Copy each line of the data below with the word "references".
┄┄┄┄┄┄
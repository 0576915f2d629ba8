use crate::error::{Result, SchemaError};
use serde::{Deserialize, Serialize};
use std::collections::{BTreeMap, BTreeSet, HashMap, HashSet};

/// Edges along which authorization propagates, `model -> relationship names`.
pub type PropagationSchema = BTreeMap<String, BTreeSet<String>>;

#[derive(Debug, Clone, Copy, PartialEq, Eq, Serialize, Deserialize)]
pub enum Direction {
    ToOne,
    ToMany,
    ManyToMany,
}

/// Association table of a many-to-many edge. `local_fk` references the
/// source model's primary key, `remote_fk` the target's.
#[derive(Debug, Clone, PartialEq, Eq, Serialize, Deserialize)]
pub struct SecondaryTable {
    pub table: String,
    pub local_fk: String,
    pub remote_fk: String,
}

/// One declared relationship edge.
///
/// For `ToOne` edges `fk_column` lives on the source table; for `ToMany` it
/// lives on the target table and references the source primary key.
#[derive(Debug, Clone, PartialEq, Eq, Serialize, Deserialize)]
pub struct RelationshipDef {
    pub name: String,
    pub source: String,
    pub target: String,
    pub direction: Direction,
    pub fk_column: Option<String>,
    pub secondary: Option<SecondaryTable>,
    pub back_ref: Option<String>,
}

/// Metadata of one mapped model. The integer primary key column is implicit.
#[derive(Debug, Clone, PartialEq, Eq, Serialize, Deserialize)]
pub struct ModelDef {
    pub name: String,
    pub table: String,
    pub primary_key: String,
    pub columns: Vec<String>,
    pub relationships: Vec<RelationshipDef>,
}

impl ModelDef {
    pub fn relationship(&self, name: &str) -> Option<&RelationshipDef> {
        self.relationships.iter().find(|r| r.name == name)
    }

    pub fn has_column(&self, name: &str) -> bool {
        name == self.primary_key || self.columns.iter().any(|c| c == name)
    }
}

/// Immutable indexed view of the relational metadata, built once and shared.
#[derive(Debug, Clone)]
pub struct SchemaRegistry {
    models: Vec<ModelDef>,
    by_name: HashMap<String, usize>,
    by_table: HashMap<String, usize>,
}

impl SchemaRegistry {
    pub fn builder() -> SchemaBuilder {
        SchemaBuilder::default()
    }

    /// Resolve a model by name, falling back to its table name.
    pub fn model(&self, name: &str) -> Result<&ModelDef> {
        self.by_name
            .get(name)
            .or_else(|| self.by_table.get(name))
            .map(|idx| &self.models[*idx])
            .ok_or_else(|| SchemaError::UnknownModel(name.to_string()))
    }

    pub fn models(&self) -> impl Iterator<Item = &ModelDef> {
        self.models.iter()
    }

    pub fn relationship(&self, model: &str, relation: &str) -> Result<&RelationshipDef> {
        let model = self.model(model)?;
        model
            .relationship(relation)
            .ok_or_else(|| SchemaError::UnknownRelation {
                model: model.name.clone(),
                relation: relation.to_string(),
            })
    }

    /// A relationship is self-recursive when its target table is the table
    /// it hangs off of.
    pub fn is_recursive(&self, def: &RelationshipDef) -> bool {
        match (self.model(&def.source), self.model(&def.target)) {
            (Ok(source), Ok(target)) => source.table == target.table,
            _ => false,
        }
    }

    /// Find the edge running the opposite way: the declared back-reference
    /// when present, otherwise the relation on the target model whose columns
    /// mirror this one's.
    pub fn inverse_of(&self, def: &RelationshipDef) -> Result<&RelationshipDef> {
        let target = self.model(&def.target)?;
        if let Some(back_ref) = &def.back_ref {
            return target
                .relationship(back_ref)
                .ok_or_else(|| SchemaError::NoInverse {
                    model: def.source.clone(),
                    relation: def.name.clone(),
                });
        }
        target
            .relationships
            .iter()
            .find(|candidate| {
                candidate.target == def.source
                    && match (&def.secondary, &candidate.secondary) {
                        (Some(a), Some(b)) => {
                            a.table == b.table
                                && a.local_fk == b.remote_fk
                                && a.remote_fk == b.local_fk
                        }
                        (None, None) => candidate.fk_column == def.fk_column,
                        _ => false,
                    }
            })
            .ok_or_else(|| SchemaError::NoInverse {
                model: def.source.clone(),
                relation: def.name.clone(),
            })
    }

    /// Invert a propagation schema: `model -> {relations}` becomes
    /// `target-model -> {inverse relation names}`.
    pub fn invert_propagation(&self, schema: &PropagationSchema) -> Result<PropagationSchema> {
        let mut inverted = PropagationSchema::new();
        for (model, relations) in schema {
            for relation in relations {
                let def = self.relationship(model, relation)?;
                let inverse = self.inverse_of(def)?;
                inverted
                    .entry(self.model(&def.target)?.name.clone())
                    .or_default()
                    .insert(inverse.name.clone());
            }
        }
        Ok(inverted)
    }

    /// All dotted paths reachable from `model` by following `schema` edges.
    /// A model already on the current branch is not descended into again, so
    /// self-recursive edges contribute a single segment.
    pub fn explode_paths(&self, schema: &PropagationSchema, model: &str) -> Result<Vec<String>> {
        fn explore(
            registry: &SchemaRegistry,
            schema: &PropagationSchema,
            node: &str,
            branch: &mut HashSet<String>,
        ) -> Result<Vec<String>> {
            let Some(relations) = schema.get(node) else {
                return Ok(Vec::new());
            };
            let mut paths = Vec::new();
            for relation in relations {
                let def = registry.relationship(node, relation)?;
                paths.push(relation.clone());
                let child = registry.model(&def.target)?.name.clone();
                if branch.insert(child.clone()) {
                    for sub in explore(registry, schema, &child, branch)? {
                        paths.push(format!("{}.{}", relation, sub));
                    }
                    branch.remove(&child);
                }
            }
            Ok(paths)
        }

        let name = self.model(model)?.name.clone();
        let mut branch = HashSet::from([name.clone()]);
        let mut paths = explore(self, schema, &name, &mut branch)?;
        paths.sort();
        Ok(paths)
    }
}

/// Declarative construction of the registry; back-references synthesize the
/// inverse edge on the target model.
#[derive(Default)]
pub struct SchemaBuilder {
    models: Vec<ModelBuilder>,
}

pub struct ModelBuilder {
    name: String,
    table: String,
    columns: Vec<String>,
    relationships: Vec<RelationshipDef>,
}

impl ModelBuilder {
    /// A model whose table name equals its model name.
    pub fn new(name: impl Into<String>) -> Self {
        let name = name.into();
        Self {
            table: name.clone(),
            name,
            columns: Vec::new(),
            relationships: Vec::new(),
        }
    }

    pub fn table(mut self, table: impl Into<String>) -> Self {
        self.table = table.into();
        self
    }

    pub fn column(mut self, name: impl Into<String>) -> Self {
        self.columns.push(name.into());
        self
    }

    /// A to-one edge over a foreign key column on this model. When `back_ref`
    /// is given, the matching to-many edge appears on the target model.
    pub fn belongs_to(
        mut self,
        name: impl Into<String>,
        target: impl Into<String>,
        fk_column: impl Into<String>,
        back_ref: Option<&str>,
    ) -> Self {
        self.relationships.push(RelationshipDef {
            name: name.into(),
            source: self.name.clone(),
            target: target.into(),
            direction: Direction::ToOne,
            fk_column: Some(fk_column.into()),
            secondary: None,
            back_ref: back_ref.map(str::to_string),
        });
        self
    }

    /// A many-to-many edge through `secondary`.
    pub fn many_to_many(
        mut self,
        name: impl Into<String>,
        target: impl Into<String>,
        secondary: SecondaryTable,
        back_ref: Option<&str>,
    ) -> Self {
        self.relationships.push(RelationshipDef {
            name: name.into(),
            source: self.name.clone(),
            target: target.into(),
            direction: Direction::ManyToMany,
            fk_column: None,
            secondary: Some(secondary),
            back_ref: back_ref.map(str::to_string),
        });
        self
    }
}

impl SchemaBuilder {
    pub fn model(mut self, model: ModelBuilder) -> Self {
        self.models.push(model);
        self
    }

    pub fn build(self) -> Result<SchemaRegistry> {
        let mut models: Vec<ModelDef> = self
            .models
            .into_iter()
            .map(|m| ModelDef {
                name: m.name,
                table: m.table,
                primary_key: "id".to_string(),
                columns: m.columns,
                relationships: m.relationships,
            })
            .collect();

        // Synthesize declared back-references on their target models.
        let mut synthesized: Vec<RelationshipDef> = Vec::new();
        for model in &models {
            for def in &model.relationships {
                let Some(back_ref) = &def.back_ref else {
                    continue;
                };
                let inverse = match def.direction {
                    Direction::ToOne => RelationshipDef {
                        name: back_ref.clone(),
                        source: def.target.clone(),
                        target: def.source.clone(),
                        direction: Direction::ToMany,
                        fk_column: def.fk_column.clone(),
                        secondary: None,
                        back_ref: Some(def.name.clone()),
                    },
                    Direction::ManyToMany => RelationshipDef {
                        name: back_ref.clone(),
                        source: def.target.clone(),
                        target: def.source.clone(),
                        direction: Direction::ManyToMany,
                        fk_column: None,
                        secondary: def.secondary.as_ref().map(|s| SecondaryTable {
                            table: s.table.clone(),
                            local_fk: s.remote_fk.clone(),
                            remote_fk: s.local_fk.clone(),
                        }),
                        back_ref: Some(def.name.clone()),
                    },
                    Direction::ToMany => RelationshipDef {
                        name: back_ref.clone(),
                        source: def.target.clone(),
                        target: def.source.clone(),
                        direction: Direction::ToOne,
                        fk_column: def.fk_column.clone(),
                        secondary: None,
                        back_ref: Some(def.name.clone()),
                    },
                };
                synthesized.push(inverse);
            }
        }
        for inverse in synthesized {
            let target = models
                .iter_mut()
                .find(|m| m.name == inverse.source)
                .ok_or_else(|| SchemaError::UnknownModel(inverse.source.clone()))?;
            if target.relationship(&inverse.name).is_none() {
                target.relationships.push(inverse);
            }
        }

        let mut by_name = HashMap::new();
        let mut by_table = HashMap::new();
        for (idx, model) in models.iter().enumerate() {
            if by_name.insert(model.name.clone(), idx).is_some() {
                return Err(SchemaError::DuplicateModel(model.name.clone()));
            }
            by_table.entry(model.table.clone()).or_insert(idx);
            let mut seen = HashSet::new();
            for attr in model
                .columns
                .iter()
                .chain(model.relationships.iter().map(|r| &r.name))
            {
                if !seen.insert(attr.clone()) {
                    return Err(SchemaError::DuplicateAttribute {
                        model: model.name.clone(),
                        attribute: attr.clone(),
                    });
                }
            }
        }

        let registry = SchemaRegistry {
            models,
            by_name,
            by_table,
        };

        // Every relationship target must resolve.
        for model in &registry.models {
            for def in &model.relationships {
                registry.model(&def.target)?;
            }
        }
        Ok(registry)
    }
}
┄┄┄┄┄┄
§ **RESULT FOR THIS EXERCISE**:
/// Association table of a many-to-many edge. `local_fk` references the
/// lives on the target table and references the source primary key.
/// Declarative construction of the registry; back-references synthesize the
        // Synthesize declared back-references on their target models.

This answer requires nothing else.